IT was a visit to his GP surgery that John Benson was only too glad to make.

For as Mr Benson entered the Oulton Medical Centre he was met by the team of health workers who saved his life there last month.

On April 10 Mr Benson, 76, collapsed in the centre’s car park after suffering a life-threatening cardiac arrest.

It was only due to the quick actions of the centre’s staff and a visiting health worker that Mr Benson’s life was saved as they used CPR and a defibrillator to get his heart beating again.

And after recovering from his heart attack, Mr Benson made an emotional first return to the centre yesterday to thank those who saved him.

They were Walter Lloyd-Smith, the visiting East Coast Community Healthcare worker who gave him CPR after seeing him collapse in the car park, and the centre’s Dr Kausar Khan, who used the Meadow Road site’s defibrillator to shock his heart back into action and get him to hospital, with the vital help of practice nurse Barbara Oldham, community matron Sarah Simpson and receptionist Jackie Burlingham.

Mr Benson, who has lived in Oulton for 20 years, said: “I am very grateful to them all. I was very lucky they had training in CPR and using the defibrillator.

“I was as good as dead but I was in the right place at the right time – I think I was very lucky.

“I am better now, much better than I should be – it’s unbelievable. I am suffering a little pain from the CPR, but that’s something I can look on and say ‘I am lucky to be able to feel that’. Mr Benson had gone to the medical centre to pick up a prescription and to speak to a GP about what he thought was heartburn – but in fact it turned out to be the early stages of his cardiac arrest.

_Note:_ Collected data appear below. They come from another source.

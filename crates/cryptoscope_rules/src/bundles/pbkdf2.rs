//! PBKDF2 from `crypto/pbkdf2` and `golang.org/x/crypto/pbkdf2`.

use super::hash::CONSTRUCTORS;
use crate::rule;
use crate::{ContextKind, ParamDef, RuleDef, SizeUnit, ValueDef, ValueKind, declare_bundle};

// pbkdf2.Key(password, salt []byte, iter, keyLen int, h func() hash.Hash) []byte
static KEY: RuleDef = rule! {
    id: "pbkdf2/key",
    targets: &["golang.org/x/crypto/pbkdf2"],
    methods: &["Key"],
    value: ValueDef::Constant("PBKDF2"),
    parameters: &[
        ParamDef::plain("[]byte"),
        ParamDef::detect("[]byte", ValueKind::SaltSize(SizeUnit::Byte)),
        ParamDef::plain("int"),
        ParamDef::detect("int", ValueKind::KeySize(SizeUnit::Byte)),
        ParamDef::depends("func() hash.Hash", CONSTRUCTORS),
    ],
    context: ContextKind::Kdf,
};

// pbkdf2.Key(h func() Hash, password string, salt []byte, iter, keyLength int) ([]byte, error)
static STD_KEY: RuleDef = rule! {
    id: "pbkdf2/std-key",
    targets: &["crypto/pbkdf2"],
    methods: &["Key"],
    value: ValueDef::Constant("PBKDF2"),
    parameters: &[
        ParamDef::depends("*", CONSTRUCTORS),
        ParamDef::plain("string"),
        ParamDef::detect("[]byte", ValueKind::SaltSize(SizeUnit::Byte)),
        ParamDef::plain("int"),
        ParamDef::detect("int", ValueKind::KeySize(SizeUnit::Byte)),
    ],
    context: ContextKind::Kdf,
};

declare_bundle!(
    Pbkdf2Bundle,
    id: "pbkdf2",
    name: "crypto/pbkdf2",
    rules: [&KEY, &STD_KEY],
);
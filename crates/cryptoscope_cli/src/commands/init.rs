//! Init command - creates `.cryptoscope.toml` configuration file.

use std::path::{Path, PathBuf};
use std::time::Instant;

use anyhow::Context as _;
use console::style;
use cryptoscope_core::fs_util::atomic_write;

use crate::CONFIG_FILENAME;
use crate::ui::{colors, format_duration, indicators, print_command_header, print_hint, print_info};

/// Default maximum file size in bytes (1 MB).
pub const DEFAULT_MAX_FILE_SIZE: u64 = 1_048_576;

/// Executes the `cryptoscope init` command, writing a commented default
/// configuration unless one exists and `force` is unset.
pub fn run(force: bool, output_path: Option<PathBuf>) -> super::Result {
    print_command_header("init");

    let output_path = output_path.unwrap_or_else(|| PathBuf::from(CONFIG_FILENAME));

    if output_path.exists() && !force {
        print_existing(&output_path);
        return Ok(());
    }

    let start = Instant::now();
    atomic_write(&output_path, &build_config())
        .with_context(|| format!("failed to write {}", output_path.display()))?;

    print_result(&output_path, start.elapsed());
    Ok(())
}

fn print_existing(path: &Path) {
    println!(
        "{} {} already exists",
        colors::warning().apply_to(indicators::WARNING),
        style(path.display()).bold()
    );
    println!();
    print_hint("cryptoscope init --force", "overwrite it with the defaults");
    println!();
}

fn print_result(path: &Path, elapsed: std::time::Duration) {
    println!(
        "{} {} {}",
        colors::success().apply_to(indicators::ADDED),
        style(path.display()).bold(),
        colors::muted().apply_to(format!("({})", format_duration(elapsed)))
    );
    println!();
    print_info("Run `cryptoscope scan .` to scan your project");
}

/// Generates the commented default `.cryptoscope.toml` content.
#[must_use]
pub fn build_config() -> String {
    format!(
        r#"# cryptoscope configuration

# Glob patterns excluded from scanning.
exclude_paths = [
  "vendor/**",
  "**/testdata/**",
]

# Rule IDs matched no longer, e.g. "rand/read". See `cryptoscope rules`.
disabled_rules = []

# Bundles whose rules are dropped, e.g. "hash".
disabled_bundles = []

# Files larger than this many bytes are skipped.
max_file_size = {DEFAULT_MAX_FILE_SIZE}

# Whether _test.go files are scanned.
include_tests = true

# Custom rules share the builtin schema and may chain into builtin rules.
#
# [[custom_rules]]
# id = "custom/chacha20poly1305"
# targets = ["golang.org/x/crypto/chacha20poly1305"]
# methods = ["New", "NewX"]
# value = "ChaCha20-Poly1305"
# context = "cipher"
#
# [[custom_rules.parameters]]
# type = "[]byte"
# detect = "key-size:bytes"
"#
    )
}
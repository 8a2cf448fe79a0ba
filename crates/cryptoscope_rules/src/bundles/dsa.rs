//! `crypto/dsa` parameters, keys and signatures.

use crate::rule;
use crate::{ContextKind, ParamDef, RuleDef, ValueDef, declare_bundle};

const TARGETS: &[&str] = &["crypto/dsa"];
const DSA: &[(&str, &str)] = &[("kind", "DSA")];

static GENERATE_PARAMETERS: RuleDef = rule! {
    id: "dsa/generate-parameters",
    targets: TARGETS,
    methods: &["GenerateParameters"],
    value: ValueDef::Constant("DSA"),
    parameters: &[
        ParamDef::plain("*dsa.Parameters"),
        ParamDef::plain("io.Reader"),
        ParamDef::plain("dsa.ParameterSizes"),
    ],
    context: ContextKind::Key,
    metadata: DSA,
};

static GENERATE_KEY: RuleDef = rule! {
    id: "dsa/generate-key",
    targets: TARGETS,
    methods: &["GenerateKey"],
    value: ValueDef::Constant("DSA"),
    parameters: &[ParamDef::plain("*"), ParamDef::plain("*")],
    context: ContextKind::Key,
    metadata: DSA,
};

static SIGN: RuleDef = rule! {
    id: "dsa/sign",
    targets: TARGETS,
    methods: &["Sign"],
    value: ValueDef::Constant("DSA"),
    parameters: &[ParamDef::plain("*"), ParamDef::plain("*"), ParamDef::plain("*")],
    context: ContextKind::Signature,
    metadata: DSA,
};

static VERIFY: RuleDef = rule! {
    id: "dsa/verify",
    targets: TARGETS,
    methods: &["Verify"],
    value: ValueDef::Constant("DSA"),
    parameters: &[
        ParamDef::plain("*"),
        ParamDef::plain("*"),
        ParamDef::plain("*"),
        ParamDef::plain("*"),
    ],
    context: ContextKind::Signature,
    metadata: DSA,
};

declare_bundle!(
    DsaBundle,
    id: "dsa",
    name: "crypto/dsa",
    rules: [&GENERATE_PARAMETERS, &GENERATE_KEY, &SIGN, &VERIFY],
);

After his heart was revived, he was rushed to the Norfolk and Norwich University Hospital, where he had two stents put in.

Mr Benson also wanted to thank the hospital staff, the ambulance crew and his neighbours for the aid and help he received.

Dr Kahn and Mr Lloyd-Smith both said Mr Benson’s cardiac arrest showed the importance of having first aid training and defibrillators – especially as irreversible brain damage can happen after six minutes of the heart stopping beating.

Mr Lloyd-Smith said: “I knew it was important to intervene quickly and with no hesitation. I’ve been trained in CPR, but I never had to do it in real life until then.”